Glassons buoys Hallenstein Brothers through half year

Sales at fashion firm Hallenstein Glassons jumped 13.6 per cent in the six months to February 1st, reaching $166.7 million (NZ$181.9 million).

And, despite the fact gross margin fell to 56.5 per cent due to increased freight costs, net profit hit $18.1 million – 28.6 per cent higher than the same period a year prior.

The group’s two brands, Hallenstein Brothers and Glassons, experienced the opposite ends of the sales spectrum. Hallenstein Brothers seeing sales fall 1.2 per cent to $47.4 million, with demand for tailored fashion falling due to the ongoing impact of the pandemic, but the overall result was buoyed by strong performance at Glassons.

In New Zealand, sales at Glassons grew 14.5 per cent to NZ$61.8 million, while sales in Australia jumped 26.9 per cent to $62.7 million.

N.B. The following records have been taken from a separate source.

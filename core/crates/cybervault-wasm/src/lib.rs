use wasm_bindgen::prelude::*;
use cybervault_core::generator::generate_password_of_length;
use cybervault_core::{
    validate as validate_draft, Clipboard, CopyField, EntryDraft, EntryForm, EntryId, EntryPatch,
    Field, Intent, KeyValueStore, ListView, Outcome, SaveStatus, Vault, VaultConfig, VaultError,
};
use chrono::Utc;
use serde::Serialize;

/// `window.localStorage` as a key-value store.
pub struct LocalStorage {
    inner: web_sys::Storage,
}

impl LocalStorage {
    pub fn from_window() -> Result<Self, JsValue> {
        let window = web_sys::window().ok_or_else(|| JsValue::from_str("No window"))?;
        let inner = window
            .local_storage()?
            .ok_or_else(|| JsValue::from_str("localStorage unavailable"))?;
        Ok(Self { inner })
    }
}

impl KeyValueStore for LocalStorage {
    fn get_item(&self, key: &str) -> cybervault_core::Result<Option<String>> {
        self.inner.get_item(key).map_err(storage_error)
    }

    fn set_item(&mut self, key: &str, value: &str) -> cybervault_core::Result<()> {
        self.inner.set_item(key, value).map_err(storage_error)
    }

    fn remove_item(&mut self, key: &str) -> cybervault_core::Result<()> {
        self.inner.remove_item(key).map_err(storage_error)
    }
}

fn storage_error(e: JsValue) -> VaultError {
    VaultError::Storage(e.as_string().unwrap_or_else(|| format!("{:?}", e)))
}

/// Hands copied text to a JS callback, typically wrapping `navigator.clipboard.writeText`.
struct JsClipboard<'a>(&'a js_sys::Function);

impl Clipboard for JsClipboard<'_> {
    fn copy_text(&mut self, text: &str) {
        // Fire-and-forget; a failing callback only loses the copy.
        let _ = self.0.call1(&JsValue::NULL, &JsValue::from_str(text));
    }
}

fn to_js<T: Serialize>(value: &T) -> Result<JsValue, JsValue> {
    value
        .serialize(&serde_wasm_bindgen::Serializer::json_compatible())
        .map_err(|e| JsValue::from_str(&e.to_string()))
}

/// Validation failures cross as a `{field: message}` object, everything else as a string.
fn to_js_error(e: VaultError) -> JsValue {
    match &e {
        VaultError::Validation(errors) => to_js(errors).unwrap_or_else(|err| err),
        _ => JsValue::from_str(&e.to_string()),
    }
}

fn entry_id(id: f64) -> Result<EntryId, JsValue> {
    if id.is_finite() && id >= 0.0 && id.fract() == 0.0 {
        Ok(EntryId(id as u64))
    } else {
        Err(JsValue::from_str("Invalid ID"))
    }
}

fn parse_field(name: &str) -> Result<Field, JsValue> {
    name.parse::<Field>().map_err(|e| JsValue::from_str(&e))
}

#[wasm_bindgen]
pub fn init_logging() {
    // Repeat calls keep the first subscriber.
    let _ = tracing_wasm::try_set_as_global_default();
}

#[wasm_bindgen]
pub fn generate_password() -> String {
    cybervault_core::generate_password()
}

/// Field errors for a `{website, username, password, notes}` object; empty object when valid.
#[wasm_bindgen]
pub fn validate(draft: JsValue) -> Result<JsValue, JsValue> {
    let draft: EntryDraft = serde_wasm_bindgen::from_value(draft)?;
    to_js(&validate_draft(&draft))
}

#[wasm_bindgen]
pub struct WasmEntryForm {
    inner: EntryForm,
}

#[wasm_bindgen]
impl WasmEntryForm {
    #[wasm_bindgen(constructor)]
    pub fn new() -> WasmEntryForm {
        WasmEntryForm {
            inner: EntryForm::new(),
        }
    }

    pub fn set_field(&mut self, field: &str, value: String) -> Result<(), JsValue> {
        self.inner.set_field(parse_field(field)?, value);
        Ok(())
    }

    pub fn generate_password(&mut self) {
        self.inner.generate_password();
    }

    pub fn toggle_password_visibility(&mut self) {
        self.inner.toggle_password_visibility();
    }

    #[wasm_bindgen(getter)]
    pub fn password_visible(&self) -> bool {
        self.inner.password_visible()
    }

    #[wasm_bindgen(getter)]
    pub fn is_editing(&self) -> bool {
        self.inner.is_editing()
    }

    pub fn values(&self) -> Result<JsValue, JsValue> {
        to_js(self.inner.values())
    }

    pub fn errors(&self) -> Result<JsValue, JsValue> {
        to_js(self.inner.errors())
    }
}

impl Default for WasmEntryForm {
    fn default() -> Self {
        Self::new()
    }
}

#[wasm_bindgen]
pub struct WasmVault {
    inner: Vault<LocalStorage>,
    list: ListView,
    status: SaveStatus,
    config: VaultConfig,
}

#[wasm_bindgen]
impl WasmVault {
    /// Opens the vault stored in `localStorage`. `config` may be omitted or partial.
    #[wasm_bindgen(constructor)]
    pub fn open(config: JsValue) -> Result<WasmVault, JsValue> {
        let config: VaultConfig = if config.is_undefined() || config.is_null() {
            VaultConfig::default()
        } else {
            serde_wasm_bindgen::from_value(config)?
        };

        let store = LocalStorage::from_window()?;
        Ok(WasmVault {
            inner: Vault::open(store, &config),
            list: ListView::new(config.copy_flash()),
            status: SaveStatus::new(config.save_flash()),
            config,
        })
    }

    pub fn entries(&self) -> Result<JsValue, JsValue> {
        to_js(&self.inner.entries())
    }

    /// Entries as list rows: masked passwords and copy confirmations applied.
    pub fn rows(&mut self) -> Result<JsValue, JsValue> {
        let now = Utc::now();
        self.list.tick(now);
        to_js(&self.list.rows(self.inner.entries(), now))
    }

    #[wasm_bindgen(getter)]
    pub fn len(&self) -> usize {
        self.inner.len()
    }

    pub fn is_empty(&self) -> bool {
        self.inner.is_empty()
    }

    pub fn add(
        &mut self,
        website: String,
        username: String,
        password: String,
        notes: Option<String>,
    ) -> Result<f64, JsValue> {
        let draft = EntryDraft {
            website,
            username,
            password,
            notes: notes.unwrap_or_default(),
        };
        let id = self.inner.add(draft).map_err(to_js_error)?;
        self.status.mark_saved(Utc::now());
        Ok(id.0 as f64)
    }

    /// Starts editing and returns a form prefilled with the entry, or
    /// `undefined` if the entry no longer exists.
    pub fn begin_edit(&mut self, id: f64) -> Result<Option<WasmEntryForm>, JsValue> {
        let id = entry_id(id)?;
        Ok(self.inner.begin_edit(id).map(|initial| WasmEntryForm {
            inner: EntryForm::editing(id, initial)
                .with_password_length(self.config.generated_password_length),
        }))
    }

    /// Applies a partial `{website?, username?, password?, notes?}` to the entry being edited.
    pub fn save_edit(&mut self, patch: JsValue) -> Result<Option<f64>, JsValue> {
        let patch: EntryPatch = serde_wasm_bindgen::from_value(patch)?;
        let outcome = self
            .inner
            .dispatch(Intent::SaveEdit(patch))
            .map_err(to_js_error)?;
        self.settle(&outcome);
        Ok(match outcome {
            Outcome::Updated(id) => Some(id.0 as f64),
            _ => None,
        })
    }

    pub fn cancel_edit(&mut self) {
        self.inner.cancel_edit();
    }

    pub fn delete(&mut self, id: f64) -> Result<bool, JsValue> {
        let outcome = self
            .inner
            .dispatch(Intent::Delete(entry_id(id)?))
            .map_err(to_js_error)?;
        self.settle(&outcome);
        Ok(outcome.persisted())
    }

    /// A blank new-entry form using the configured generator length.
    pub fn new_form(&self) -> WasmEntryForm {
        WasmEntryForm {
            inner: EntryForm::new().with_password_length(self.config.generated_password_length),
        }
    }

    /// Validates and submits a form. Returns `false` when the form holds
    /// field errors. The inputs are left as typed unless the vault accepts
    /// the submission.
    pub fn submit(&mut self, form: &mut WasmEntryForm) -> Result<bool, JsValue> {
        let Some(submission) = form.inner.prepare() else {
            return Ok(false);
        };
        let outcome = self.inner.dispatch(submission.into()).map_err(to_js_error)?;
        form.inner.complete();
        self.settle(&outcome);
        Ok(true)
    }

    pub fn cancel(&mut self, form: &mut WasmEntryForm) {
        if let Some(intent) = form.inner.cancel() {
            // Cancelling never fails or persists.
            let _ = self.inner.dispatch(intent);
        }
    }

    #[wasm_bindgen(getter)]
    pub fn editing_id(&self) -> Option<f64> {
        self.inner.editing().map(|e| e.id.0 as f64)
    }

    /// `"Saved"` while the indicator is live.
    pub fn save_status(&mut self) -> Option<String> {
        let now = Utc::now();
        self.status.tick(now);
        self.status.current(now).map(str::to_string)
    }

    pub fn toggle_reveal(&mut self, id: f64) -> Result<(), JsValue> {
        self.list.toggle_reveal(entry_id(id)?);
        Ok(())
    }

    /// Copies `"username"` or `"password"` of an entry through `clipboard(text)`.
    pub fn copy(&mut self, id: f64, field: &str, clipboard: &js_sys::Function) -> Result<bool, JsValue> {
        let field = match field {
            "username" => CopyField::Username,
            "password" => CopyField::Password,
            other => return Err(JsValue::from_str(&format!("Cannot copy field: {}", other))),
        };
        let Some(entry) = self.inner.get(entry_id(id)?) else {
            return Ok(false);
        };
        self.list
            .copy(entry, field, &mut JsClipboard(clipboard), Utc::now());
        Ok(true)
    }

    pub fn generate_password(&self) -> String {
        generate_password_of_length(self.config.generated_password_length)
    }
}

impl WasmVault {
    fn settle(&mut self, outcome: &Outcome) {
        if outcome.persisted() {
            self.status.mark_saved(Utc::now());
        }
        if let Outcome::Deleted(id) = outcome {
            self.list.forget(*id);
        }
    }
}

“Both Glassons businesses have continued to show strong growth in what is a challenging and ever-changing environment,” group managing director Mary Devine said in a release to the market.

“Although the trading environment in both New Zealand and Australia remains challenging, and with the uncertainty of Covid-19 ever present, it is encouraging that group sales for the first 7 weeks of the Winter season are +17.8% ahead of the same period last year.”

The business declared an interim dividend of 23 NZ cents per share to be paid on 16 April.